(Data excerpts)
*** Block opens ***
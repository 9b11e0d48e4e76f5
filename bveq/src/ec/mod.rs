//! Equivalence checking of (dynamic) quantum circuits.
//!
//! [verify] prepares both circuits (see [preprocess]), runs the checkers
//! enabled in the [Configuration] and combines their verdicts into one
//! [EquivalenceCriterion].

pub mod config;
pub mod dd_checkers;
pub mod manager;
pub mod preprocess;
pub mod results;
pub mod zx;

pub use config::Configuration;
pub use manager::verify;
pub use results::{Checker, EquivalenceCheckingResults, EquivalenceCriterion};
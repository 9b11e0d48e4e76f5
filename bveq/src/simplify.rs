// bveq - static and dynamic Bernstein-Vazirani circuits and their
//        equivalence, checked with the ZX-calculus and decision diagrams
// Copyright (C) 2021 - Aleks Kissinger
//
// Licensed under the Apache License, Version 2.0 (the "License");
// you may not use this file except in compliance with the License.
// You may obtain a copy of the License at
//
//    http://www.apache.org/licenses/LICENSE-2.0
//
// Unless required by applicable law or agreed to in writing, software
// distributed under the License is distributed on an "AS IS" BASIS,
// WITHOUT WARRANTIES OR CONDITIONS OF ANY KIND, either express or implied.
// See the License for the specific language governing permissions and
// limitations under the License.

use crate::basic_rules::*;
use crate::graph::*;
use crate::phase::Phase;
use num::Zero;
use rustc_hash::FxHashMap;

/// Repeatedly apply the given rule at any vertex
/// that matches the check function
///
/// We assume the rule will at most delete the current
/// vertex, and leave other vertices in place (although
/// edges might change).
pub fn vertex_simp<G: GraphLike>(
    g: &mut G,
    check: fn(&G, V) -> bool,
    rule: fn(&mut G, V),
    force_reduce: bool,
) -> bool {
    let mut got_match = false;
    let mut new_matches = true;
    let mut numv;
    while new_matches {
        numv = g.num_vertices();
        new_matches = false;
        for v in g.vertex_vec() {
            if g.contains_vertex(v) && check(g, v) {
                rule(g, v);
                new_matches = true;
                got_match = true;
            }
        }
        if force_reduce && numv >= g.num_vertices() {
            break;
        }
    }

    got_match
}

pub fn edge_simp<G: GraphLike>(
    g: &mut G,
    check: fn(&G, V, V) -> bool,
    rule: fn(&mut G, V, V),
    force_reduce: bool,
) -> bool {
    let mut got_match = false;
    let mut new_matches = true;
    let mut numv;
    while new_matches {
        numv = g.num_vertices();
        new_matches = false;
        for (s, t, _) in g.edge_vec() {
            if !g.contains_vertex(s) || !g.contains_vertex(t) || !check(g, s, t) {
                continue;
            }
            rule(g, s, t);
            new_matches = true;
            got_match = true;
        }
        if force_reduce && numv >= g.num_vertices() {
            break;
        }
    }

    got_match
}

pub fn id_simp(g: &mut impl GraphLike) -> bool {
    vertex_simp(g, check_remove_id, remove_id_unchecked, false)
}

pub fn local_comp_simp(g: &mut impl GraphLike) -> bool {
    vertex_simp(g, check_local_comp, local_comp_unchecked, false)
}

pub fn spider_simp(g: &mut impl GraphLike) -> bool {
    edge_simp(g, check_spider_fusion, spider_fusion_unchecked, false)
}

pub fn pivot_simp(g: &mut impl GraphLike) -> bool {
    edge_simp(g, check_pivot, pivot_unchecked, false)
}

pub fn gen_pivot_simp(g: &mut impl GraphLike) -> bool {
    edge_simp(g, check_gen_pivot_reduce, gen_pivot_unchecked, false)
}

pub fn scalar_simp(g: &mut impl GraphLike) -> bool {
    let mut m = vertex_simp(g, check_remove_single, remove_single_unchecked, false);
    m = edge_simp(g, check_remove_pair, remove_pair_unchecked, false) || m;
    m
}

pub fn interior_clifford_simp(g: &mut impl GraphLike) -> bool {
    spider_simp(g);
    g.x_to_z();
    let mut got_match = false;
    let mut m = true;
    while m {
        m = id_simp(g);
        m = spider_simp(g) || m;
        m = pivot_simp(g) || m;
        m = local_comp_simp(g) || m;
        m = scalar_simp(g) || m;
        if m {
            got_match = true;
        }
    }

    got_match
}

pub fn clifford_simp(g: &mut impl GraphLike) -> bool {
    let mut got_match = false;
    let mut m = true;
    while m {
        m = interior_clifford_simp(g);
        m = gen_pivot_simp(g) || m;
        if m {
            got_match = true;
        }
    }

    got_match
}

/// Merge phase gadgets that act on the same set of spiders
pub fn fuse_gadgets(g: &mut impl GraphLike) -> bool {
    let mut gadgets: FxHashMap<Vec<V>, Vec<(V, V)>> = FxHashMap::default();

    for v in g.vertices() {
        if g.degree(v) != 1 || g.vertex_type(v) != VType::Z {
            continue;
        }
        let Some(w) = g.neighbors(v).next() else {
            continue;
        };
        if g.vertex_type(w) != VType::Z || !g.phase(w).is_zero() {
            continue;
        }
        let mut nhd: Vec<V> = g
            .incident_edges(w)
            .filter(|&(n, et)| n != v && g.vertex_type(n) == VType::Z && et == EType::H)
            .map(|(n, _)| n)
            .collect();
        nhd.sort();
        gadgets.entry(nhd).or_default().push((w, v));
    }

    let mut fused = false;
    for gs in gadgets.values() {
        if gs.len() > 1 {
            fused = true;
            let mut ph = Phase::zero();
            for &(axle, leaf) in &gs[1..] {
                ph += g.phase(leaf);
                g.remove_vertex(axle);
                g.remove_vertex(leaf);
            }

            g.add_to_phase(gs[0].1, ph);
        }
    }

    fused
}

/// Perform a pi-copies to remove all pi phases from the
/// centers of phase gadgets.
fn remove_gadget_pi(g: &mut impl GraphLike) -> bool {
    let gadgets = g
        .vertices()
        // Look for the outsides of phase gadgets
        .filter(|&v| g.degree(v) == 1 && g.vertex_type(v) == VType::Z)
        .filter_map(|v| g.neighbors(v).next().map(|n| (n, v)))
        // Check that the middle is a pi-phase
        .filter(|&(n, v)| {
            g.edge_type(v, n) == EType::H
                && g.vertex_type(n) == VType::Z
                && g.phase(n) == Phase::new(1)
        })
        // Collect them in a hash-map keyed by the central vertex
        // so that multiple phases hanging off a single gadget
        // are only mapped to one phase to flip
        .collect::<FxHashMap<_, _>>();

    let matched = !gadgets.is_empty();

    for &v in gadgets.values() {
        // the match above already established the gadget shape
        pi_copy_unchecked(g, v);
    }

    matched
}

pub fn full_simp(g: &mut impl GraphLike) -> bool {
    let mut got_match = false;
    let mut m = true;
    while m {
        m = clifford_simp(g);
        m = fuse_gadgets(g) || m;
        m = remove_gadget_pi(g) || m;
        if m {
            got_match = true;
        }
    }

    got_match
}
*** Block closes ***
■ Your task ■
Go line by line through the records above and copy each one containing "matched".

■ Your solution ■
    let matched = !gadgets.is_empty();
    matched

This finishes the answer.